A verbatim copy of the data below is the required output.

(Data for this task)

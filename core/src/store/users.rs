use super::LedgerStore;
use crate::{
    error::LedgerResult,
    model::{AgentStatus, UserAccount},
    types::{Money, Pool, UserId},
};
use chrono::{DateTime, Utc};
use rusqlite::{params, OptionalExtension, Row};

const USER_COLUMNS: &str = "id, display_name, balance, earned_balance, user_level, referral_code,
     referred_by, is_agent, agent_status, agent_activated_at, created_at";

fn user_from_row(row: &Row<'_>) -> rusqlite::Result<UserAccount> {
    Ok(UserAccount {
        id: row.get(0)?,
        display_name: row.get(1)?,
        balance: row.get(2)?,
        earned_balance: row.get(3)?,
        user_level: row.get(4)?,
        referral_code: row.get(5)?,
        referred_by: row.get(6)?,
        is_agent: row.get::<_, i32>(7)? != 0,
        agent_status: row.get(8)?,
        agent_activated_at: row.get(9)?,
        created_at: row.get(10)?,
    })
}

/// A direct referral and whether it has ever had a deposit approved.
#[derive(Debug, Clone)]
pub struct ReferralRow {
    pub user_id: UserId,
    pub has_approved_deposit: bool,
}

impl LedgerStore {
    // ── User profiles ──────────────────────────────────────────

    pub fn insert_user(&self, user: &UserAccount) -> LedgerResult<()> {
        self.conn.execute(
            "INSERT INTO user_profiles (
                id, display_name, balance, earned_balance, user_level, referral_code,
                referred_by, is_agent, agent_status, agent_activated_at, created_at
            ) VALUES (?1, ?2, ?3, ?4, ?5, ?6, ?7, ?8, ?9, ?10, ?11)",
            params![
                &user.id,
                &user.display_name,
                user.balance,
                user.earned_balance,
                user.user_level,
                &user.referral_code,
                &user.referred_by,
                user.is_agent as i32,
                user.agent_status,
                user.agent_activated_at,
                user.created_at,
            ],
        )?;
        Ok(())
    }

    pub fn get_user(&self, user_id: &str) -> LedgerResult<Option<UserAccount>> {
        let user = self
            .conn
            .query_row(
                &format!("SELECT {USER_COLUMNS} FROM user_profiles WHERE id = ?1"),
                params![user_id],
                user_from_row,
            )
            .optional()?;
        user.map(UserAccount::checked).transpose()
    }

    pub fn user_by_referral_code(&self, code: &str) -> LedgerResult<Option<UserAccount>> {
        let user = self
            .conn
            .query_row(
                &format!("SELECT {USER_COLUMNS} FROM user_profiles WHERE referral_code = ?1"),
                params![code],
                user_from_row,
            )
            .optional()?;
        user.map(UserAccount::checked).transpose()
    }

    pub fn referral_code_taken(&self, code: &str) -> LedgerResult<bool> {
        let taken: bool = self.conn.query_row(
            "SELECT EXISTS(SELECT 1 FROM user_profiles WHERE referral_code = ?1)",
            params![code],
            |row| row.get(0),
        )?;
        Ok(taken)
    }

    /// The `referred_by` link of a user, if any.
    pub fn referrer_of(&self, user_id: &str) -> LedgerResult<Option<UserId>> {
        let referrer: Option<Option<UserId>> = self
            .conn
            .query_row(
                "SELECT referred_by FROM user_profiles WHERE id = ?1",
                params![user_id],
                |row| row.get(0),
            )
            .optional()?;
        Ok(referrer.flatten())
    }

    pub fn direct_referrals(&self, user_id: &str) -> LedgerResult<Vec<ReferralRow>> {
        let mut stmt = self.conn.prepare(
            "SELECT u.id,
                    EXISTS(SELECT 1 FROM deposits d
                           WHERE d.user_id = u.id AND d.status = 'approved')
             FROM user_profiles u
             WHERE u.referred_by = ?1
             ORDER BY u.created_at ASC, u.id ASC",
        )?;
        let rows = stmt.query_map(params![user_id], |row| {
            Ok(ReferralRow {
                user_id: row.get(0)?,
                has_approved_deposit: row.get(1)?,
            })
        })?;
        rows.collect::<Result<Vec<_>, _>>().map_err(Into::into)
    }

    pub fn all_user_ids(&self) -> LedgerResult<Vec<UserId>> {
        let mut stmt = self
            .conn
            .prepare("SELECT id FROM user_profiles ORDER BY created_at ASC, id ASC")?;
        let rows = stmt.query_map([], |row| row.get(0))?;
        rows.collect::<Result<Vec<_>, _>>().map_err(Into::into)
    }

    // ── Balances ───────────────────────────────────────────────

    pub fn pool_balance(&self, user_id: &str, pool: Pool) -> LedgerResult<Option<Money>> {
        let balance = self
            .conn
            .query_row(
                &format!("SELECT {} FROM user_profiles WHERE id = ?1", pool.column()),
                params![user_id],
                |row| row.get(0),
            )
            .optional()?;
        Ok(balance)
    }

    /// Relative increment. Returns false when the user does not exist.
    pub fn credit_pool(&self, user_id: &str, pool: Pool, amount: Money) -> LedgerResult<bool> {
        let col = pool.column();
        let changed = self.conn.execute(
            &format!("UPDATE user_profiles SET {col} = ROUND({col} + ?1, 2) WHERE id = ?2"),
            params![amount, user_id],
        )?;
        Ok(changed == 1)
    }

    /// Relative decrement guarded in the same statement. Returns false when
    /// the user does not exist or the pool holds less than `amount`.
    pub fn debit_pool(&self, user_id: &str, pool: Pool, amount: Money) -> LedgerResult<bool> {
        let col = pool.column();
        let changed = self.conn.execute(
            &format!(
                "UPDATE user_profiles SET {col} = ROUND({col} - ?1, 2)
                 WHERE id = ?2 AND ROUND({col} - ?1, 2) >= 0"
            ),
            params![amount, user_id],
        )?;
        Ok(changed == 1)
    }

    // ── Agent flags ────────────────────────────────────────────

    /// Flip a user to an active agent. Returns false if already active.
    pub fn activate_agent_flag(&self, user_id: &str, at: DateTime<Utc>) -> LedgerResult<bool> {
        let changed = self.conn.execute(
            "UPDATE user_profiles
             SET is_agent = 1, agent_status = ?1, agent_activated_at = ?2
             WHERE id = ?3 AND agent_status = ?4",
            params![AgentStatus::Active, at, user_id, AgentStatus::Inactive],
        )?;
        Ok(changed == 1)
    }

    pub fn suspend_agent_flag(&self, user_id: &str) -> LedgerResult<bool> {
        let changed = self.conn.execute(
            "UPDATE user_profiles SET is_agent = 0, agent_status = ?1
             WHERE id = ?2 AND agent_status = ?3",
            params![AgentStatus::Suspended, user_id, AgentStatus::Active],
        )?;
        Ok(changed == 1)
    }
}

(End Data for this task)

» Output of the task:
filename core/src/store/users.rs
use super::LedgerStore;
use crate::{
    error::LedgerResult,
    model::{AgentStatus, UserAccount},
    types::{Money, Pool, UserId},
};
use chrono::{DateTime, Utc};
use rusqlite::{params, OptionalExtension, Row};

const USER_COLUMNS: &str = "id, display_name, balance, earned_balance, user_level, referral_code,
     referred_by, is_agent, agent_status, agent_activated_at, created_at";

fn user_from_row(row: &Row<'_>) -> rusqlite::Result<UserAccount> {
    Ok(UserAccount {
        id: row.get(0)?,
        display_name: row.get(1)?,
        balance: row.get(2)?,
        earned_balance: row.get(3)?,
        user_level: row.get(4)?,
        referral_code: row.get(5)?,
        referred_by: row.get(6)?,
        is_agent: row.get::<_, i32>(7)? != 0,
        agent_status: row.get(8)?,
        agent_activated_at: row.get(9)?,
        created_at: row.get(10)?,
    })
}

/// A direct referral and whether it has ever had a deposit approved.
#[derive(Debug, Clone)]
pub struct ReferralRow {
    pub user_id: UserId,
    pub has_approved_deposit: bool,
}

impl LedgerStore {
    // ── User profiles ──────────────────────────────────────────

    pub fn insert_user(&self, user: &UserAccount) -> LedgerResult<()> {
        self.conn.execute(
            "INSERT INTO user_profiles (
                id, display_name, balance, earned_balance, user_level, referral_code,
                referred_by, is_agent, agent_status, agent_activated_at, created_at
            ) VALUES (?1, ?2, ?3, ?4, ?5, ?6, ?7, ?8, ?9, ?10, ?11)",
            params![
                &user.id,
                &user.display_name,
                user.balance,
                user.earned_balance,
                user.user_level,
                &user.referral_code,
                &user.referred_by,
                user.is_agent as i32,
                user.agent_status,
                user.agent_activated_at,
                user.created_at,
            ],
        )?;
        Ok(())
    }

    pub fn get_user(&self, user_id: &str) -> LedgerResult<Option<UserAccount>> {
        let user = self
            .conn
            .query_row(
                &format!("SELECT {USER_COLUMNS} FROM user_profiles WHERE id = ?1"),
                params![user_id],
                user_from_row,
            )
            .optional()?;
        user.map(UserAccount::checked).transpose()
    }

    pub fn user_by_referral_code(&self, code: &str) -> LedgerResult<Option<UserAccount>> {
        let user = self
            .conn
            .query_row(
                &format!("SELECT {USER_COLUMNS} FROM user_profiles WHERE referral_code = ?1"),
                params![code],
                user_from_row,
            )
            .optional()?;
        user.map(UserAccount::checked).transpose()
    }

    pub fn referral_code_taken(&self, code: &str) -> LedgerResult<bool> {
        let taken: bool = self.conn.query_row(
            "SELECT EXISTS(SELECT 1 FROM user_profiles WHERE referral_code = ?1)",
            params![code],
            |row| row.get(0),
        )?;
        Ok(taken)
    }

    /// The `referred_by` link of a user, if any.
    pub fn referrer_of(&self, user_id: &str) -> LedgerResult<Option<UserId>> {
        let referrer: Option<Option<UserId>> = self
            .conn
            .query_row(
                "SELECT referred_by FROM user_profiles WHERE id = ?1",
                params![user_id],
                |row| row.get(0),
            )
            .optional()?;
        Ok(referrer.flatten())
    }

    pub fn direct_referrals(&self, user_id: &str) -> LedgerResult<Vec<ReferralRow>> {
        let mut stmt = self.conn.prepare(
            "SELECT u.id,
                    EXISTS(SELECT 1 FROM deposits d
                           WHERE d.user_id = u.id AND d.status = 'approved')
             FROM user_profiles u
             WHERE u.referred_by = ?1
             ORDER BY u.created_at ASC, u.id ASC",
        )?;
        let rows = stmt.query_map(params![user_id], |row| {
            Ok(ReferralRow {
                user_id: row.get(0)?,
                has_approved_deposit: row.get(1)?,
            })
        })?;
        rows.collect::<Result<Vec<_>, _>>().map_err(Into::into)
    }

    pub fn all_user_ids(&self) -> LedgerResult<Vec<UserId>> {
        let mut stmt = self
            .conn
            .prepare("SELECT id FROM user_profiles ORDER BY created_at ASC, id ASC")?;
        let rows = stmt.query_map([], |row| row.get(0))?;
        rows.collect::<Result<Vec<_>, _>>().map_err(Into::into)
    }

    // ── Balances ───────────────────────────────────────────────

    pub fn pool_balance(&self, user_id: &str, pool: Pool) -> LedgerResult<Option<Money>> {
        let balance = self
            .conn
            .query_row(
                &format!("SELECT {} FROM user_profiles WHERE id = ?1", pool.column()),
                params![user_id],
                |row| row.get(0),
            )
            .optional()?;
        Ok(balance)
    }

    /// Relative increment. Returns false when the user does not exist.
    pub fn credit_pool(&self, user_id: &str, pool: Pool, amount: Money) -> LedgerResult<bool> {
        let col = pool.column();
        let changed = self.conn.execute(
            &format!("UPDATE user_profiles SET {col} = ROUND({col} + ?1, 2) WHERE id = ?2"),
            params![amount, user_id],
        )?;
        Ok(changed == 1)
    }

    /// Relative decrement guarded in the same statement. Returns false when
    /// the user does not exist or the pool holds less than `amount`.
    pub fn debit_pool(&self, user_id: &str, pool: Pool, amount: Money) -> LedgerResult<bool> {
        let col = pool.column();
        let changed = self.conn.execute(
            &format!(
                "UPDATE user_profiles SET {col} = ROUND({col} - ?1, 2)
                 WHERE id = ?2 AND ROUND({col} - ?1, 2) >= 0"
            ),
            params![amount, user_id],
        )?;
        Ok(changed == 1)
    }

    // ── Agent flags ────────────────────────────────────────────

    /// Flip a user to an active agent. Returns false if already active.
    pub fn activate_agent_flag(&self, user_id: &str, at: DateTime<Utc>) -> LedgerResult<bool> {
        let changed = self.conn.execute(
            "UPDATE user_profiles
             SET is_agent = 1, agent_status = ?1, agent_activated_at = ?2
             WHERE id = ?3 AND agent_status = ?4",
            params![AgentStatus::Active, at, user_id, AgentStatus::Inactive],
        )?;
        Ok(changed == 1)
    }

    pub fn suspend_agent_flag(&self, user_id: &str) -> LedgerResult<bool> {
        let changed = self.conn.execute(
            "UPDATE user_profiles SET is_agent = 0, agent_status = ?1
             WHERE id = ?2 AND agent_status = ?3",
            params![AgentStatus::Suspended, user_id, AgentStatus::Active],
        )?;
        Ok(changed == 1)
    }
}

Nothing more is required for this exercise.